Now suppose you want to slice this. First, you might give an offset o1, o2, o3 to every index:
i = (i1 + o1) + n1*((i2 + o2) + n2*((i3 + o3) + ...))
and then you will have a shorter range on each (let's call these m1, m2, m3, ...).
Finally, if you eliminate a dimension entirely--let's say, for example, that m2 == 1, meaning that i2 == 0, you just simplify the formula:
i = (i1 + o1 + n1*o2) + (n1+n2)*((i3 + o3) + ... ))
I will leave it as an exercise to the reader to figure out how to do this in general, but note that we can store new constants o1 + n1*o21 and n1+n2 so we don't need to keep doing that math on the slice.
Finally, if you are allowing arbitrary dimensions, you just put that math into a while loop. This does, admittedly, slow it down a little bit, but you're still at least as well off as if you'd used a pointer dereference (in almost every case).
From my own general experience: If you have to write a multidimensional (rectangular) array class yourself, do not aim to store the data as Array[Array[Double]] but use a one-dimensional storage and add helper methods for converting the multidimensional access tuples to a simple index and vice versa.
When using lists of lists, you need to do much to much bookkeeping that all lists are of the same size and you need to be careful when assigning a sublist to another sublist (because this makes the assigned to sublist identical to the first and you wonder why changing the item at (0,5) also changes (3,5)).
Of course, if you expect a certain dimension to be sliced much more often than another and you want to have reference semantics for that dimension as well, a list of lists will be the better solution, as you may pass around those inner lists as a slice to the consumer without making any copy. But if you don’t expect that, it is a better solution to add a proxy class for the slices which maps to the multidimensional array (which in turn maps to the one-dimensional storage array).

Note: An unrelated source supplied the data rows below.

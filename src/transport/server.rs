use futures_util::{SinkExt, StreamExt};
use parking_lot::Mutex;
use std::net::SocketAddr;
use std::sync::atomic::{AtomicU64, Ordering};
use std::sync::Arc;
use thiserror::Error;
use tokio::net::{TcpListener, TcpStream};
use tokio::sync::mpsc;
use tokio_tungstenite::tungstenite::protocol::frame::coding::CloseCode;
use tokio_tungstenite::tungstenite::protocol::CloseFrame;
use tokio_tungstenite::tungstenite::{self, Message};
use tokio_tungstenite::{accept_async, WebSocketStream};
use tracing::{debug, info, warn};

use super::{OutboundMessage, SessionHandle, SessionId};
use crate::service::{ServiceEvent, ServiceHandle};

#[derive(Error, Debug)]
pub enum TransportError {
    #[error("failed to bind {addr}: {source}")]
    Bind {
        addr: String,
        #[source]
        source: std::io::Error,
    },

    #[error("IO error: {0}")]
    Io(#[from] std::io::Error),
}

/// WebSocket endpoint admitting at most one viewer at a time.
///
/// Connection and close events are forwarded to the service loop; a second
/// viewer arriving while one is connected is closed with code 1013.
pub struct WsServer {
    listener: TcpListener,
    events: ServiceHandle,
    outbound_queue: usize,
    active: Arc<Mutex<Option<SessionId>>>,
    session_counter: AtomicU64,
}

impl WsServer {
    pub async fn bind(
        addr: &str,
        events: ServiceHandle,
        outbound_queue: usize,
    ) -> Result<Self, TransportError> {
        let listener = TcpListener::bind(addr)
            .await
            .map_err(|source| TransportError::Bind {
                addr: addr.to_string(),
                source,
            })?;

        Ok(Self {
            listener,
            events,
            outbound_queue,
            active: Arc::new(Mutex::new(None)),
            session_counter: AtomicU64::new(1),
        })
    }

    pub fn local_addr(&self) -> Result<SocketAddr, TransportError> {
        Ok(self.listener.local_addr()?)
    }

    /// Accepts connections until the task is dropped
    pub async fn run(self) {
        loop {
            let (stream, peer) = match self.listener.accept().await {
                Ok(conn) => conn,
                Err(e) => {
                    warn!(error = %e, "Failed to accept TCP connection");
                    continue;
                }
            };

            let session_id = self.session_counter.fetch_add(1, Ordering::SeqCst);
            let viewer = ViewerConnection {
                id: session_id,
                peer,
                events: self.events.clone(),
                outbound_queue: self.outbound_queue,
                active: Arc::clone(&self.active),
            };

            tokio::spawn(viewer.serve(stream));
        }
    }
}

struct ViewerConnection {
    id: SessionId,
    peer: SocketAddr,
    events: ServiceHandle,
    outbound_queue: usize,
    active: Arc<Mutex<Option<SessionId>>>,
}

impl ViewerConnection {
    async fn serve(self, stream: TcpStream) {
        let ws = match accept_async(stream).await {
            Ok(ws) => ws,
            Err(e) => {
                warn!(session_id = self.id, peer = %self.peer, error = %e, "WebSocket handshake failed");
                return;
            }
        };

        let admitted = {
            let mut active = self.active.lock();
            if active.is_some() {
                false
            } else {
                *active = Some(self.id);
                true
            }
        };

        if !admitted {
            warn!(session_id = self.id, peer = %self.peer, "Viewer already connected, rejecting");
            reject(ws).await;
            return;
        }

        info!(session_id = self.id, peer = %self.peer, "Viewer connected");

        let (handle, mut outbound) = SessionHandle::channel(self.id, self.peer, self.outbound_queue);
        self.events.send(ServiceEvent::Connected(handle));

        match pump(ws, &mut outbound).await {
            Ok(()) => info!(session_id = self.id, "Viewer disconnected"),
            Err(e) => info!(session_id = self.id, error = %e, "Viewer connection lost"),
        }

        // Closed is queued while the slot is still held, so the next
        // viewer's Connected can never overtake it.
        let mut active = self.active.lock();
        self.events.send(ServiceEvent::Closed(self.id));
        if *active == Some(self.id) {
            *active = None;
        }
    }
}

/// Moves queued messages to the socket until either side closes
async fn pump(
    mut ws: WebSocketStream<TcpStream>,
    outbound: &mut mpsc::Receiver<OutboundMessage>,
) -> Result<(), tungstenite::Error> {
    loop {
        tokio::select! {
            incoming = ws.next() => match incoming {
                Some(Ok(Message::Close(_))) | None => {
                    let _ = ws.close(None).await;
                    return Ok(());
                }
                // server push only; pings are answered by tungstenite
                Some(Ok(_)) => {}
                Some(Err(e)) => return Err(e),
            },
            queued = outbound.recv() => match queued {
                Some(msg) => ws.send(msg.into()).await?,
                None => {
                    debug!("Outbound queue closed, closing viewer socket");
                    let _ = ws.close(None).await;
                    return Ok(());
                }
            },
        }
    }
}

async fn reject(mut ws: WebSocketStream<TcpStream>) {
    let frame = CloseFrame {
        code: CloseCode::Again,
        reason: "another viewer is connected".into(),
    };
    if let Err(e) = ws.close(Some(frame)).await {
        debug!(error = %e, "Failed to close rejected viewer");
    }
}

Just an idea: how about a map with Int-tuples as keys?
Example:
val twoDimMatrix = Map((1,1) -> -1, (1,2) -> 5, (2,1) -> 7.7, (2,2) -> 9)
and then you could
scala> twoDimMatrix.filterKeys{_._2 == 1}.values
res1: Iterable[AnyVal] = MapLike(-1, 7.7)
or
twoDimMatrix.filterKeys{tuple => { val (dim1, dim2) = tuple; dim1 == dim2}} //diagonal
this way the index arithmetics would be done by the map. I don't know how practical and fast this is though.
As soon as the number of dimension is known before the design, you can use a collection of collection ...(n times) of collection. If you must be able to build a verctor for any number of dimension, then, there's nothing convenient in the scala API to do it (as far as I know).
You can simply store information in a mulitdimensional array (eg. `Array[Array[Double]]).
If the tensors are small and can fit in cache, you can have a performance improvement with 1D arrays because of data memory locality. It should also be faster to copy the whole tensor.
For slicing arithmetic. It depends what kind of slicing you require. I suppose you already have a function for extracting an element based on indices. So write a basic splicing loop based on indices iteration, insert manually the expression for extracting element, and then try to simplify the whole loop. It is often simpler than to write a correct expression from scratch.